Черный квадрат беззвездного неба над головой наводил жуткую тоску. Она, как голодная волчица, впившись острыми клыками сожалений, рвала на части измученную, истомившуюся душу. Дяде Коке не спалось. Где-то, совсем рядом громко тарахтела техника, вороша застарелые, спрессованные временем, глубокие слои мусора. Сегодня зловоние накатывало волнами, нависая над лежкой ощутимым, тяжелым смрадом. Кока лежал навзничь, уставившись в видневшуюся между гигантсткими кучами мусора черную бездну. Он во, что бы то ни стало решил выискать хоть одну, маленькую, едва заметную звездочку, в предоставленном ему на обозрение узком клочке. Но, то ли зрение подводило мужчину, то ли звезды в этой части неба были слишком малы для невооруженного глаза. А возможно и то, на что сейчас смотрел Кока, вовсе и не было теми небесами, о которых привыкли говорить живые, а скорее некая декорация, обозначающая в этом месте смену времен суток.

«Я тут застрял на веки...» ,- в голове самопроизвольно запустилась шарманка с привычным хороводом мыслей. В последнее время, особенно после той незабываемой экскурсии в настоящий, земной лес, Кока почти не спал. Две старые подруги - бессонница и тоска мучили Рокотова каждую ночь. С наступлением темноты он забывался на низком, жестком, колченогом топчане, поверх грязного, вонючего тряпья. И где-то, через час, сознание будто кто-то дергал, беспардонно встряхивал. Мужчина вскакивал, озираясь по сторонам, упираясь воспаленным взглядом в окружающий, унылый пейзаж. Потом снова ложился в попытке заснуть, но рядом работала техника и сон улетучивался в миг. Трактора, бульдозеры, экскаваторы и краны неумолимо приближались, делая невозможным даже краткосрочный ночной отдых. Кока понимал, что в скором времени придется менять место дислокации, но как же не хотелось снова создавать некое подобие уюта среди этих хаотических нагромождений. С упорством крота выискивать и собирать предметы, с помощью которых можно будет себя хоть чуть - чуть приобщить к земной жизни, о которой он так тосковал, или тащить по необъятной свалке за собой груз «нажитого» подобно жуку- навознику. Ему отчаянно не хотелось ни того, ни другого.

Единственным желанием было уснуть и не проснуться... никогда.

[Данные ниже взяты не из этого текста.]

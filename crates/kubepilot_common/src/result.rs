//! Typed outcomes returned by the orchestration entry point.

use serde::{Deserialize, Serialize};

/// Classifier verdict for a user query.
///
/// Anything the classifier returns beyond the two known intents is
/// carried as `Other` and reported as a data-level error downstream.
#[derive(Debug, Clone, PartialEq, Eq)]
pub enum Intent {
    Question,
    Command,
    Other(String),
}

impl Intent {
    pub fn parse(raw: &str) -> Self {
        match raw.trim().to_lowercase().as_str() {
            "question" => Intent::Question,
            "command" => Intent::Command,
            other => Intent::Other(other.to_string()),
        }
    }
}

/// Result of processing one query, created once and never mutated.
///
/// The wire shape is `{"type": "...", ...}` with kebab-case kinds.
#[derive(Debug, Clone, PartialEq, Serialize, Deserialize)]
#[serde(tag = "type", rename_all = "kebab-case")]
pub enum ExecutionResult {
    Answer {
        result: String,
    },
    Command {
        result: String,
    },
    MultiStep {
        result: String,
    },
    Action {
        result: String,
    },
    Clarify {
        #[serde(skip_serializing_if = "Option::is_none")]
        hint: Option<String>,
        #[serde(skip_serializing_if = "Option::is_none")]
        missing: Option<Vec<String>>,
    },
    Error {
        message: String,
    },
}

/// One stored interaction, most recent first in history listings.
#[derive(Debug, Clone, PartialEq, Eq, Serialize, Deserialize)]
pub struct ConversationRecord {
    pub query: String,
    pub response: String,
    pub timestamp: String,
}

Но проходила унылая бессонная ночь и наступал унылый, однообразный день. С рассветом приходил голод, мощной, костлявой рукой больно стискивал горло, выкручивал гнилые внутренности и гнал на просторы свалки за очередной порцией крысятины или чьих-то недоеденных остатков пищи. Коке порядком надоела эта ежедневная гонка на выживание. Сначала он решил больше не рыскать по свалке в поисках пропитания, лежать, не вставая, уставившись в видимый клочок неба, в надежде окончательно и бесповоротно подохнуть и более не ощущать ничего. Но потом он понимал, что уже умер, и второй раз пройти тот же путь ему не удастся. Ночь будет сменять день, голод - его единственный, вечный спутник, будет с методичностью опытного палача, навещать его ежечасно, превращая существование в непереносимую муку. И длиться это будет вечно!

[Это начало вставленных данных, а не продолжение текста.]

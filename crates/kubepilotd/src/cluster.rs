//! kubectl-backed cluster operations.
//!
//! Every operation is one kubectl invocation plus output shaping; the
//! returned strings are the summary lines shown to the operator.
//! Pod-level metrics come from Prometheus rather than the API server.

use std::collections::BTreeMap;
use std::process::Stdio;
use std::sync::Arc;

use anyhow::{anyhow, bail, Context, Result};
use async_trait::async_trait;
use serde_json::{json, Value};
use tokio::io::AsyncWriteExt;
use tokio::process::Command;
use tracing::{debug, info};

use kubepilot_common::{ExposedService, PodUsage};

use crate::capabilities::ClusterOps;
use crate::config::ClusterConfig;
use crate::prom::PromClient;

pub struct KubectlClient {
    kubectl: String,
    namespace: String,
    prom: Arc<PromClient>,
}

impl KubectlClient {
    pub fn new(config: &ClusterConfig, prom: Arc<PromClient>) -> Self {
        Self {
            kubectl: config.kubectl_path.clone(),
            namespace: config.namespace.clone(),
            prom,
        }
    }

    async fn kubectl(&self, args: &[&str]) -> Result<String> {
        debug!("kubectl {}", args.join(" "));
        let output = Command::new(&self.kubectl)
            .args(args)
            .output()
            .await
            .context("Failed to run kubectl")?;

        if output.status.success() {
            Ok(String::from_utf8_lossy(&output.stdout).trim().to_string())
        } else {
            Err(anyhow!(
                "{}",
                String::from_utf8_lossy(&output.stderr).trim()
            ))
        }
    }

    async fn resource_names(&self, args: &[&str]) -> Result<Vec<String>> {
        let raw = self.kubectl(args).await?;
        let parsed: Value = serde_json::from_str(&raw).context("Unexpected kubectl output")?;
        Ok(parsed["items"]
            .as_array()
            .map(|items| {
                items
                    .iter()
                    .filter_map(|item| item["metadata"]["name"].as_str())
                    .map(str::to_string)
                    .collect()
            })
            .unwrap_or_default())
    }

    pub async fn list_pods(&self) -> Result<Vec<String>> {
        self.resource_names(&["get", "pods", "-n", &self.namespace, "-o", "json"])
            .await
    }

    pub async fn list_deployments(&self) -> Result<Vec<String>> {
        self.resource_names(&["get", "deployments", "-n", &self.namespace, "-o", "json"])
            .await
    }

    pub async fn list_services(&self) -> Result<Vec<String>> {
        self.resource_names(&["get", "services", "-n", &self.namespace, "-o", "json"])
            .await
    }

    pub async fn list_configmaps(&self) -> Result<Vec<String>> {
        self.resource_names(&["get", "configmaps", "-n", &self.namespace, "-o", "json"])
            .await
    }

    pub async fn list_namespaces(&self) -> Result<Vec<String>> {
        self.resource_names(&["get", "namespaces", "-o", "json"]).await
    }

    pub async fn list_nodes(&self) -> Result<Vec<String>> {
        self.resource_names(&["get", "nodes", "-o", "json"]).await
    }
}

#[async_trait]
impl ClusterOps for KubectlClient {
    async fn apply_manifest(&self, manifest: &str) -> Result<String> {
        let mut child = Command::new(&self.kubectl)
            .args(["apply", "-f", "-"])
            .stdin(Stdio::piped())
            .stdout(Stdio::piped())
            .stderr(Stdio::piped())
            .spawn()
            .context("Failed to run kubectl")?;

        if let Some(mut stdin) = child.stdin.take() {
            stdin
                .write_all(manifest.as_bytes())
                .await
                .context("Failed to stream manifest to kubectl")?;
        }

        let output = child
            .wait_with_output()
            .await
            .context("Failed to run kubectl")?;
        if output.status.success() {
            Ok(String::from_utf8_lossy(&output.stdout).trim().to_string())
        } else {
            Err(anyhow!(
                "{}",
                String::from_utf8_lossy(&output.stderr).trim()
            ))
        }
    }

    async fn run_cli(&self, command: &str) -> Result<String> {
        let parts: Vec<&str> = command.split_whitespace().collect();
        let Some((program, args)) = parts.split_first() else {
            bail!("Empty command");
        };

        info!("Executing: {program} {args:?}");
        let output = Command::new(program)
            .args(args)
            .output()
            .await
            .context("Failed to execute command")?;

        if output.status.success() {
            Ok(String::from_utf8_lossy(&output.stdout).trim().to_string())
        } else {
            Err(anyhow!(
                "{}",
                String::from_utf8_lossy(&output.stderr).trim()
            ))
        }
    }

    async fn scale(&self, name: &str, namespace: &str, replicas: i64) -> Result<String> {
        self.kubectl(&[
            "scale",
            "deployment",
            name,
            "-n",
            namespace,
            &format!("--replicas={replicas}"),
        ])
        .await?;
        Ok(format!("Scaled deployment '{name}' to {replicas} replicas."))
    }

    async fn patch_resources(
        &self,
        name: &str,
        namespace: &str,
        cpu: &str,
        memory: &str,
    ) -> Result<String> {
        // The strategic merge patch targets a container by name, so
        // look up the first container before patching.
        let raw = self
            .kubectl(&["get", "deployment", name, "-n", namespace, "-o", "json"])
            .await?;
        let deployment: Value =
            serde_json::from_str(&raw).context("Unexpected kubectl output")?;
        let container = deployment["spec"]["template"]["spec"]["containers"][0]["name"]
            .as_str()
            .ok_or_else(|| anyhow!("No containers found in deployment '{name}'."))?
            .to_string();

        let patch = json!({
            "spec": { "template": { "spec": { "containers": [{
                "name": container,
                "resources": { "requests": { "cpu": cpu, "memory": memory } }
            }]}}}
        });
        self.kubectl(&[
            "patch",
            "deployment",
            name,
            "-n",
            namespace,
            "-p",
            &patch.to_string(),
        ])
        .await?;
        Ok(format!(
            "Patched resources for deployment '{name}' (CPU: {cpu}, Memory: {memory})"
        ))
    }

    async fn create_autoscaler(
        &self,
        name: &str,
        namespace: &str,
        min_replicas: i64,
        max_replicas: i64,
        target_cpu: i64,
    ) -> Result<String> {
        let result = self
            .kubectl(&[
                "autoscale",
                "deployment",
                name,
                "-n",
                namespace,
                &format!("--min={min_replicas}"),
                &format!("--max={max_replicas}"),
                &format!("--cpu-percent={target_cpu}"),
            ])
            .await;

        match result {
            Ok(_) => Ok(format!("Autoscaler created for deployment '{name}'.")),
            Err(e) if e.to_string().contains("already exists") => {
                Ok(format!("HPA for '{name}' already exists."))
            }
            Err(e) => Err(e),
        }
    }

    async fn create_loadbalancer(
        &self,
        name: &str,
        namespace: &str,
        port: i64,
        target_port: i64,
    ) -> Result<String> {
        let result = self
            .kubectl(&[
                "expose",
                "deployment",
                name,
                "-n",
                namespace,
                "--type=LoadBalancer",
                &format!("--port={port}"),
                &format!("--target-port={target_port}"),
                "--name",
                name,
            ])
            .await;

        match result {
            Ok(_) => Ok(format!("LoadBalancer service created for '{name}'.")),
            Err(e) if e.to_string().contains("already exists") => {
                Ok(format!("LoadBalancer service for '{name}' already exists."))
            }
            Err(e) => Err(e),
        }
    }

    async fn list_exposed_services(&self, types: &[&str]) -> Result<Vec<ExposedService>> {
        let raw = self.kubectl(&["get", "svc", "-A", "-o", "json"]).await?;
        let parsed: Value = serde_json::from_str(&raw).context("Unexpected kubectl output")?;

        let mut services = Vec::new();
        for item in parsed["items"].as_array().unwrap_or(&Vec::new()) {
            let service_type = item["spec"]["type"].as_str().unwrap_or_default();
            if !types.contains(&service_type) {
                continue;
            }
            let first_port = &item["spec"]["ports"][0];
            services.push(ExposedService {
                name: item["metadata"]["name"].as_str().unwrap_or_default().to_string(),
                namespace: item["metadata"]["namespace"]
                    .as_str()
                    .unwrap_or_default()
                    .to_string(),
                service_type: service_type.to_string(),
                port: first_port["port"].as_i64().unwrap_or_default(),
                target_port: match &first_port["targetPort"] {
                    Value::String(s) => s.clone(),
                    other => other.to_string(),
                },
            });
        }
        Ok(services)
    }

    async fn pod_metrics(
        &self,
        name: &str,
        _namespace: &str,
    ) -> Result<BTreeMap<String, PodUsage>> {
        self.prom
            .pod_usage(name)
            .await
            .map_err(|e| anyhow!("{e}"))
    }

    async fn remediate(&self, name: &str, namespace: &str) -> Result<String> {
        self.kubectl(&[
            "rollout",
            "restart",
            &format!("deployment/{name}"),
            "-n",
            namespace,
        ])
        .await?;
        Ok(format!(
            "Auto-fix applied for '{name}': restarted pods and re-applied the deployment template."
        ))
    }
}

Кока тяжело вздохнул, и повернулся на правый бок. Рука зацепила гитарный гриф и инструмент живо отозванлся тихим, мелодичным звоном. Рокотов устало прижал к себе деку, словно любимую женщину обнял за бедра, и закрыл глаза, в сотый раз пытаясь уснуть. Сначала грохот техники ушел куда-то на периферию сознания, превратившись в глухой гул. Затем мысли начали размазываться словно ложка сметаны по большому, плоскому блюду. Где-то в извечном хороводе маячили сожаление и тоска, но и они вскоре растворились в белом, густом тумане забытья...

Кока шел по извилистой горной тропе. С одной стороны взлетала ввысь серая, каменистая вертикаль, с другой- среди густых, рваных облаков угадывалась чудовищная пропасть, распахнувшая страшную пасть далеко внизу. Кока шел, прижимаясь к ощетинившейся острыми камнями стене. Расцарапывая в кровь плечо и руку, он не имел возможности обернуться назад, продолжая изнурительный подъем вверх по узким, крутым ступенькам. Между тем, кто-то гораздо более прыткий, преодолевал этот путь, с легкостью нагоняя дядю Коку. Вот уже было слышно тихое, призрачное дыхание преследователя. Рокотов спиной ощущал, как неизвестный, преодолевая несколько ступенек одним прыжком, тянет к нему острые длинные когти. За очередным витком серпантина, Кока мог оказаться в пределах досягаемости, поэтому он в панике прибавил шаг. Уставшая нога дрогнула на узенькой ступеньке, Рокотов опасно накренился и неуклюже перебирая ногами и руками с диким криком полетел вниз.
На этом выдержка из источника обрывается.